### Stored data
::::

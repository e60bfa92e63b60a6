use std::convert::Infallible;
use std::time::{Duration, Instant};

use axum::{
    extract::State,
    response::sse::{Event, KeepAlive, KeepAliveStream, Sse},
    Json,
};
use futures::{Stream, StreamExt};
use generation::{
    answer_best_effort, stream::AnswerEvent, stream::HistoryTurn, AnswerDebug, AnswerRequest,
};
use retrieval_pipeline::ChunkMatch;
use serde::{Deserialize, Serialize};
use uuid::Uuid;

use crate::{
    api_state::ApiState,
    error::ApiError,
    routes::{resolve_config, search_context, RetrievalParams},
};

#[derive(Debug, Deserialize)]
pub struct AnswerRequestBody {
    #[serde(flatten)]
    pub retrieval: RetrievalParams,
    #[serde(default)]
    pub model: String,
    pub system_prompt: Option<String>,
    pub conversation_id: Option<String>,
    #[serde(default)]
    pub history: Vec<HistoryTurn>,
}

#[derive(Debug, Serialize)]
pub struct AnswerResponse {
    pub query: String,
    pub corpus_id: String,
    pub answer: String,
    pub sources: Vec<ChunkMatch>,
    pub model: String,
    pub tokens_used: u32,
    pub latency_ms: f64,
    #[serde(skip_serializing_if = "Option::is_none")]
    pub provider_response_id: Option<String>,
    pub debug: AnswerDebug,
}

pub(crate) async fn build_answer_request(
    state: &ApiState,
    body: &AnswerRequestBody,
) -> Result<AnswerRequest, ApiError> {
    let spec = body.retrieval.to_spec(state).await?;
    let mut request = AnswerRequest::new(spec);
    request.model_override = body.model.clone();
    request.system_prompt_override = body.system_prompt.clone();
    request.history = body.history.clone();
    request.conversation_id = body.conversation_id.clone();
    request.run_id = Some(Uuid::new_v4().to_string());
    Ok(request)
}

/// Retrieve + compose. Never 5xx on provider absence: the always-answer
/// fallback returns the top matches with `debug.llm_used = false`.
pub async fn answer(
    State(state): State<ApiState>,
    Json(body): Json<AnswerRequestBody>,
) -> Result<Json<AnswerResponse>, ApiError> {
    let started = Instant::now();

    let request = build_answer_request(&state, &body).await?;
    let config = resolve_config(&state, &body.retrieval.primary_corpus()).await?;
    let ctx = search_context(&state);

    let output = answer_best_effort(&ctx, &config, &request).await;

    Ok(Json(AnswerResponse {
        query: body.retrieval.query.clone(),
        corpus_id: body.retrieval.primary_corpus(),
        answer: output.answer,
        sources: output.sources,
        model: output.model,
        tokens_used: 0,
        latency_ms: started.elapsed().as_secs_f64() * 1000.0,
        provider_response_id: output.provider_response_id,
        debug: output.debug,
    }))
}

/// SSE variant of `/api/answer`. The stream always terminates with a `done`
/// event; validation and unknown-corpus failures yield a terminal `error`
/// event instead of an HTTP error so the envelope stays uniform.
pub async fn answer_stream(
    State(state): State<ApiState>,
    Json(body): Json<AnswerRequestBody>,
) -> Sse<KeepAliveStream<impl Stream<Item = Result<Event, Infallible>> + Send + 'static>> {
    let stream = async_stream_events(state, body);
    sse_with_keep_alive(stream)
}

pub(crate) fn sse_with_keep_alive<S>(stream: S) -> Sse<KeepAliveStream<S>>
where
    S: Stream<Item = Result<Event, Infallible>> + Send + 'static,
{
    Sse::new(stream).keep_alive(
        KeepAlive::new()
            .interval(Duration::from_secs(15))
            .text("keep-alive"),
    )
}

pub(crate) fn event_for(event: &AnswerEvent) -> Event {
    let name = match event {
        AnswerEvent::Text { .. } => "text",
        AnswerEvent::Done { .. } => "done",
        AnswerEvent::Error { .. } => "error",
    };
    let data = serde_json::to_string(event).unwrap_or_else(|_| "{}".to_string());
    Event::default().event(name).data(data)
}

fn async_stream_events(
    state: ApiState,
    body: AnswerRequestBody,
) -> impl Stream<Item = Result<Event, Infallible>> {
    async_stream::stream! {
        let request = match build_answer_request(&state, &body).await {
            Ok(request) => request,
            Err(err) => {
                yield Ok(event_for(&AnswerEvent::Error { message: err.to_string() }));
                return;
            }
        };
        let config = match resolve_config(&state, &body.retrieval.primary_corpus()).await {
            Ok(config) => config,
            Err(err) => {
                yield Ok(event_for(&AnswerEvent::Error { message: err.to_string() }));
                return;
            }
        };

        let ctx = search_context(&state);
        let mut inner = Box::pin(generation::stream_answer(&ctx, &config, &request));
        while let Some(event) = inner.next().await {
            yield Ok(event_for(&event));
        }
    }
}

::::

### What the task requires
If a line in the records above contains the string "model", copy that line out.

### Exercise output
    pub model: String,
    pub model: String,
    request.model_override = body.model.clone();
        model: output.model,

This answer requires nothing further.